• 7th August 2006 - By proteman

    The WSJ recently had an article about how all the little things you do as a job candidate – from the minute you pull up to the building – leave a lasting impression. It gives funny examples of how everything gets noticed by prospective employers, from what you read in the lobby to how clean your car is.

    As I was reading this article, I realized that this is a two-way street. While employers scrutinize everything candidates do, remember that candidates also scrutinize everything employers do. What kind of an image is your company projecting to job candidates?

    I thought back to some of my experiences as a job candidate. One particularly disorganized company knew I was coming in but had nothing prepared…including the fact that the suite number to their offices was wrong in their directions to me! After finally finding the right office space, I was shuffled between a few interviewers who looked like they didn’t want to be there. Consequently, I decided I didn’t want to be there either.

    In another company, a hiring manager kept sneaking peeks at his Blackberry while I was answering questions— and once his secretary popped in unannounced to let him know his wife was on the line and needed to ask him something! Although I had turned off my mobile phone and cleared my mind of all distractions for this opportunity, he clearly didn’t value my time enough to do the same.
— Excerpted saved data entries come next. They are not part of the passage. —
//! Building flat query parameters from derived or explicit field lists

use indexmap::IndexMap;
use serde::Serialize;

use super::case::to_snake_path;
use super::derive::{derive_with_config, DerivedFields};
use crate::config::QueryConfig;
use crate::context::ContextStack;
use crate::schema::Schema;
use crate::value::Value;

/// Explicit field, expansion and passthrough parameter lists.
///
/// When passed to [`build_query_params`] these replace schema derivation
/// entirely.
#[derive(Debug, Clone, Default, PartialEq)]
pub struct QueryOptions {
    /// Scalar fields of the root entity
    pub fields: Vec<String>,

    /// Relation paths to expand
    pub expand: Vec<String>,

    /// Fields of each relation, keyed by relation path
    pub nested_fields: IndexMap<String, Vec<String>>,

    /// Extra parameters copied through unchanged (values coerced to strings)
    pub params: IndexMap<String, Value>,
}

impl QueryOptions {
    /// Empty options.
    pub fn new() -> Self {
        Self::default()
    }

    /// Add root fields (builder pattern)
    pub fn with_fields<S: Into<String>>(mut self, fields: impl IntoIterator<Item = S>) -> Self {
        self.fields.extend(fields.into_iter().map(Into::into));
        self
    }

    /// Add relation expansions (builder pattern)
    pub fn with_expand<S: Into<String>>(mut self, expand: impl IntoIterator<Item = S>) -> Self {
        self.expand.extend(expand.into_iter().map(Into::into));
        self
    }

    /// Add fields of one relation (builder pattern)
    pub fn with_nested<S: Into<String>>(
        mut self,
        relation: impl Into<String>,
        fields: impl IntoIterator<Item = S>,
    ) -> Self {
        self.nested_fields
            .entry(relation.into())
            .or_default()
            .extend(fields.into_iter().map(Into::into));
        self
    }

    /// Add a passthrough parameter (builder pattern)
    pub fn with_param(mut self, key: impl Into<String>, value: impl Into<Value>) -> Self {
        self.params.insert(key.into(), value.into());
        self
    }

    /// Copy the named context values into passthrough parameters.
    ///
    /// Names the context does not provide are skipped.
    pub fn with_params_from<'a>(
        mut self,
        context: &ContextStack,
        names: impl IntoIterator<Item = &'a str>,
    ) -> Self {
        for name in names {
            if let Some(value) = context.get(name) {
                self.params.insert(name.to_string(), value.clone());
            }
        }
        self
    }
}

impl From<DerivedFields> for QueryOptions {
    fn from(derived: DerivedFields) -> Self {
        Self {
            fields: derived.fields,
            expand: derived.expand,
            nested_fields: derived.nested_fields,
            params: IndexMap::new(),
        }
    }
}

/// Flat, ordered query parameters ready for an HTTP client's query
/// serializer.
#[derive(Debug, Clone, Default, PartialEq, Eq, Serialize)]
#[serde(transparent)]
pub struct QueryParams(IndexMap<String, String>);

impl QueryParams {
    /// Look up a parameter value
    pub fn get(&self, key: &str) -> Option<&str> {
        self.0.get(key).map(String::as_str)
    }

    /// Check if a parameter is present
    pub fn contains_key(&self, key: &str) -> bool {
        self.0.contains_key(key)
    }

    /// Number of parameters
    pub fn len(&self) -> usize {
        self.0.len()
    }

    /// Check if there are no parameters
    pub fn is_empty(&self) -> bool {
        self.0.is_empty()
    }

    /// Iterate over `(key, value)` pairs in order
    pub fn iter(&self) -> impl Iterator<Item = (&str, &str)> {
        self.0.iter().map(|(k, v)| (k.as_str(), v.as_str()))
    }

    /// Unwrap into the underlying map
    pub fn into_inner(self) -> IndexMap<String, String> {
        self.0
    }
}

impl<'a> IntoIterator for &'a QueryParams {
    type Item = (&'a String, &'a String);
    type IntoIter = indexmap::map::Iter<'a, String, String>;

    fn into_iter(self) -> Self::IntoIter {
        self.0.iter()
    }
}

/// Build query parameters with the default config.
///
/// With `options`, the schema is ignored and the explicit lists are used
/// as-is. Without, fields are derived from `schema`.
pub fn build_query_params(schema: &Schema, options: Option<&QueryOptions>) -> QueryParams {
    build_query_params_with_config(schema, options, &QueryConfig::default())
}

/// Build query parameters.
///
/// Field and expand paths are case-converted per segment (when
/// `config.convert_case` is set), relation fields are flattened into the
/// fieldset as `relation.field`, and empty lists are omitted. Passthrough
/// params are written last, so they win over `fields`/`expand` of the same
/// name. Null params are dropped.
pub fn build_query_params_with_config(
    schema: &Schema,
    options: Option<&QueryOptions>,
    config: &QueryConfig,
) -> QueryParams {
    let explicit = options.is_some();
    let derived;
    let options = match options {
        Some(options) => options,
        None => {
            derived = QueryOptions::from(derive_with_config(schema, config));
            &derived
        }
    };

    let mut fields: Vec<String> = options
        .fields
        .iter()
        .map(|f| convert_path(f, config))
        .collect();
    for (relation, children) in &options.nested_fields {
        fields.extend(
            children
                .iter()
                .map(|child| convert_path(&format!("{relation}.{child}"), config)),
        );
    }
    let expand: Vec<String> = options
        .expand
        .iter()
        .map(|e| convert_path(e, config))
        .collect();

    let mut params = IndexMap::new();
    if !fields.is_empty() {
        params.insert(config.fields_key.clone(), fields.join(&config.separator));
    }
    if !expand.is_empty() {
        params.insert(config.expand_key.clone(), expand.join(&config.separator));
    }
    for (key, value) in &options.params {
        if let Some(value) = param_string(value, &config.separator) {
            params.insert(key.clone(), value);
        }
    }

    tracing::debug!(
        explicit,
        params = params.len(),
        "built query params"
    );
    QueryParams(params)
}

fn convert_path(path: &str, config: &QueryConfig) -> String {
    if config.convert_case {
        to_snake_path(path)
    } else {
        path.to_string()
    }
}

/// Coerce a passthrough value to its query-string form.
fn param_string(value: &Value, separator: &str) -> Option<String> {
    match value {
        Value::Null => None,
        Value::String(s) => Some(s.as_str().to_string()),
        Value::List(items) => Some(
            items
                .iter()
                .map(|item| param_string(item, separator).unwrap_or_default())
                .collect::<Vec<_>>()
                .join(separator),
        ),
        Value::Map(_) => Some(serde_json::Value::from(value).to_string()),
        Value::Float(n) if n.is_infinite() => {
            Some(if *n > 0.0 { "Infinity" } else { "-Infinity" }.to_string())
        }
        // `1.0` is sent as `1`
        Value::Float(n) => Some(format!("{n}")),
        other => Some(other.to_string()),
    }
}

#[cfg(test)]
mod tests {
    use super::*;
    use pretty_assertions::assert_eq;

    #[test]
    fn test_param_string_coercion() {
        assert_eq!(param_string(&Value::Int(3), ","), Some("3".to_string()));
        assert_eq!(param_string(&Value::Float(1.0), ","), Some("1".to_string()));
        assert_eq!(param_string(&Value::Bool(true), ","), Some("true".to_string()));
        assert_eq!(param_string(&Value::Null, ","), None);
        assert_eq!(
            param_string(&Value::Float(f64::INFINITY), ","),
            Some("Infinity".to_string())
        );
        assert_eq!(
            param_string(&Value::Float(f64::NEG_INFINITY), ","),
            Some("-Infinity".to_string())
        );
        assert_eq!(param_string(&Value::Float(f64::NAN), ","), Some("NaN".to_string()));
        assert_eq!(
            param_string(&Value::from(vec![1i64, 2, 3]), ","),
            Some("1,2,3".to_string())
        );
        assert_eq!(
            param_string(&Value::map([("a", Value::Int(1))]), ","),
            Some(r#"{"a":1}"#.to_string())
        );
    }

    #[test]
    fn test_empty_lists_are_omitted() {
        let params = build_query_params(&Schema::scalar(), None);
        assert!(params.is_empty());
    }

    #[test]
    fn test_custom_keys_and_separator() {
        let config = QueryConfig {
            expand_key: "include".to_string(),
            separator: "|".to_string(),
            ..QueryConfig::default()
        };
        let schema = Schema::object([
            ("id", Schema::scalar()),
            ("fullName", Schema::scalar()),
            ("house", Schema::object([("colour", Schema::scalar())])),
        ]);

        let params = build_query_params_with_config(&schema, None, &config);
        assert_eq!(params.get("fields"), Some("id|full_name|house.colour"));
        assert_eq!(params.get("include"), Some("house"));
        assert!(!params.contains_key("expand"));
    }

    #[test]
    fn test_case_conversion_can_be_disabled() {
        let schema = Schema::object([("fullName", Schema::scalar())]);
        let config = QueryConfig::new().without_case_conversion();
        let params = build_query_params_with_config(&schema, None, &config);
        assert_eq!(params.get("fields"), Some("fullName"));
    }

    #[test]
    fn test_passthrough_overrides_derived_key() {
        let options = QueryOptions::new()
            .with_fields(["id"])
            .with_param("fields", "everything");
        let params = build_query_params(&Schema::default(), Some(&options));
        assert_eq!(params.get("fields"), Some("everything"));
        assert_eq!(params.len(), 1);
    }
}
    Here are some tips on what you can do to leave a lasting positive impression on the candidates who interview YOU:

    1. Treat the candidate like you would a client. Would you keep a potential client waiting around for an hour? Do you make an announcement that a big sales prospect is coming in and everyone should be on their best behavior? Whether they are hired or not, remember that all candidates are walking billboards for how your company treated them during the selection process. You never know who they might know!
    1. Orchestrate every minute of the interview. Do you know where candidates will be at all times? Who is taking them to the next interview appointment? Is anyone meeting them downstairs to get them through security? Make sure you coordinate with other selection managers in advance so that you are not wasting anyone’s time by “winging it.”
    1. Pay Attention to the candidate. Are you subtly glancing at your Blackberry or your open email inbox on the computer screen? Have you asked for all calls to be held unless it’s an emergency? Treat the interview seriously to show how serious you are about finding the right person for this job.

    Finding the right job means “finding the right fit”— and that definitely goes for both candidates and employers. What other tips or ideas do you have to help hiring managers make a positive impression on all job candidates?